↓

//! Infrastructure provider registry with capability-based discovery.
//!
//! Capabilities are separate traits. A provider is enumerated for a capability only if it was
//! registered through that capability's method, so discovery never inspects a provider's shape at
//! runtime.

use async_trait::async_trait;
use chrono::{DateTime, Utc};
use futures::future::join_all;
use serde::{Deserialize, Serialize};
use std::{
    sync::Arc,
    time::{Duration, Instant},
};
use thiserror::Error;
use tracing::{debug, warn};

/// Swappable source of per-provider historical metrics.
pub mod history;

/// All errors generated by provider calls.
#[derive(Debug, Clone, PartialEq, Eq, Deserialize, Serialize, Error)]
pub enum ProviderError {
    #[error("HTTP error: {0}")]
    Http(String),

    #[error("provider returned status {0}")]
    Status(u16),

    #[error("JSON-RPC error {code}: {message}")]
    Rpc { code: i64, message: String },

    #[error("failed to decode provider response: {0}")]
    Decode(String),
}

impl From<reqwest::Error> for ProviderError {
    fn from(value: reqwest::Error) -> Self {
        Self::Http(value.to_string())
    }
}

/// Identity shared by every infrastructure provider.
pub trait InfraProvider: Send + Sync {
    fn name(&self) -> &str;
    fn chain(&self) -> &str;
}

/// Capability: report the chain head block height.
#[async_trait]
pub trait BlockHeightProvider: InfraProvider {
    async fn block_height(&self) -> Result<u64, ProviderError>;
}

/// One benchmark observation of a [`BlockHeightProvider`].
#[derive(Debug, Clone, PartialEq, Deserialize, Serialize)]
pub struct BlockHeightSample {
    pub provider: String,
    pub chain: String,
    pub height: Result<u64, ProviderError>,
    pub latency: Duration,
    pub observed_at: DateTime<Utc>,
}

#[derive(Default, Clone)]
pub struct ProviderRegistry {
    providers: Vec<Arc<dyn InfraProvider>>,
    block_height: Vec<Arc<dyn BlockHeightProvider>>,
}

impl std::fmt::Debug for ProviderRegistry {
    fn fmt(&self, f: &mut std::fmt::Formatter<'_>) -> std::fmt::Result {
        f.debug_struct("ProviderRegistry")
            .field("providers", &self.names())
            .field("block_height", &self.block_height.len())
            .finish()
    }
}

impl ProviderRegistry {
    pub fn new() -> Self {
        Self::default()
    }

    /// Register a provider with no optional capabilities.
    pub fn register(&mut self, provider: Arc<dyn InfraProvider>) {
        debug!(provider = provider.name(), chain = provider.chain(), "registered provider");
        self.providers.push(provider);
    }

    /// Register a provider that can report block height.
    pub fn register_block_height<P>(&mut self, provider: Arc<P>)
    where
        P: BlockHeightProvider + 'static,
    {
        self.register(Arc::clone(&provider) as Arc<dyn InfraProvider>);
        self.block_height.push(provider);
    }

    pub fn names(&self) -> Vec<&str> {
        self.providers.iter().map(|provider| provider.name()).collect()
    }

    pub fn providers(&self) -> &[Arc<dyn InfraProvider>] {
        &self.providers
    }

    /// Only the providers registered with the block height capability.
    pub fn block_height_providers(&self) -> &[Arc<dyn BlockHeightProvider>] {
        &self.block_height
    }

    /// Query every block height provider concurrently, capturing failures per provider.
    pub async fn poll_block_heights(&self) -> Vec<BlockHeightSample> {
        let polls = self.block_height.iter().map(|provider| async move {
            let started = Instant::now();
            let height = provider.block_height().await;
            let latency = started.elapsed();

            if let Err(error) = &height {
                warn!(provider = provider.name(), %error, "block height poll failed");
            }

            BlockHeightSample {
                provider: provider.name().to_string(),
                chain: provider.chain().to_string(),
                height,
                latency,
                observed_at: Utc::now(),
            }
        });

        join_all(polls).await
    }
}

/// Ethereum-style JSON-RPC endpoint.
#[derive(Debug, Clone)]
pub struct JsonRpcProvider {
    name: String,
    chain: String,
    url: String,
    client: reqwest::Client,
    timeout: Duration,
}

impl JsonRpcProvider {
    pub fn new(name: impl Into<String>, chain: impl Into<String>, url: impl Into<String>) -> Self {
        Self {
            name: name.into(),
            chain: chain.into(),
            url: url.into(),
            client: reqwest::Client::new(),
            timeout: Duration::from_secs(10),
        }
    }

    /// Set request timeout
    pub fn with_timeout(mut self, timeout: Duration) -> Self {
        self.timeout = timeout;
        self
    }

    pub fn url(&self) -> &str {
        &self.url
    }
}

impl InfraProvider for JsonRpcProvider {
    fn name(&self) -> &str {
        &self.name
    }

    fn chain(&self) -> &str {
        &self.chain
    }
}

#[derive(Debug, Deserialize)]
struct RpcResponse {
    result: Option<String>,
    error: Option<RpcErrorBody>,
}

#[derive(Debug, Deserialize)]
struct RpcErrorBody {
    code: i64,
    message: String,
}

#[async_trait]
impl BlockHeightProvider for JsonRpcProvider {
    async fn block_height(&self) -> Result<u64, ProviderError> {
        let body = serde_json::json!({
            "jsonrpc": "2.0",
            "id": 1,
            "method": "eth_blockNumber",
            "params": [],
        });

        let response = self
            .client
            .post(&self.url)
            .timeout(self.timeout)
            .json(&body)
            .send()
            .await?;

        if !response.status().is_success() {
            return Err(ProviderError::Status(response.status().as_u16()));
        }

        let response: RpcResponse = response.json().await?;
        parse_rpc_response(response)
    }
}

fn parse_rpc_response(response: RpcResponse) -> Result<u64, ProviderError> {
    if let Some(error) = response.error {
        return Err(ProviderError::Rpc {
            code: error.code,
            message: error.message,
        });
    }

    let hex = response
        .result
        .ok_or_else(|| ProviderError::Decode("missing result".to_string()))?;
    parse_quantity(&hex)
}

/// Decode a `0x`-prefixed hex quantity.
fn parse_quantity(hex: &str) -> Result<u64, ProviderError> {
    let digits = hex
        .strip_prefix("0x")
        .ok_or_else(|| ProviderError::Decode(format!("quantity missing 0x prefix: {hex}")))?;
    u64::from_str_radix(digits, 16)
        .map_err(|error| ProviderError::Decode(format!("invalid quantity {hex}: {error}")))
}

↑

## Work to complete
Wherever the string "every" occurs in the entries, copy that whole line.

## Solved problem
/// Identity shared by every infrastructure provider.
    /// Query every block height provider concurrently, capturing failures per provider.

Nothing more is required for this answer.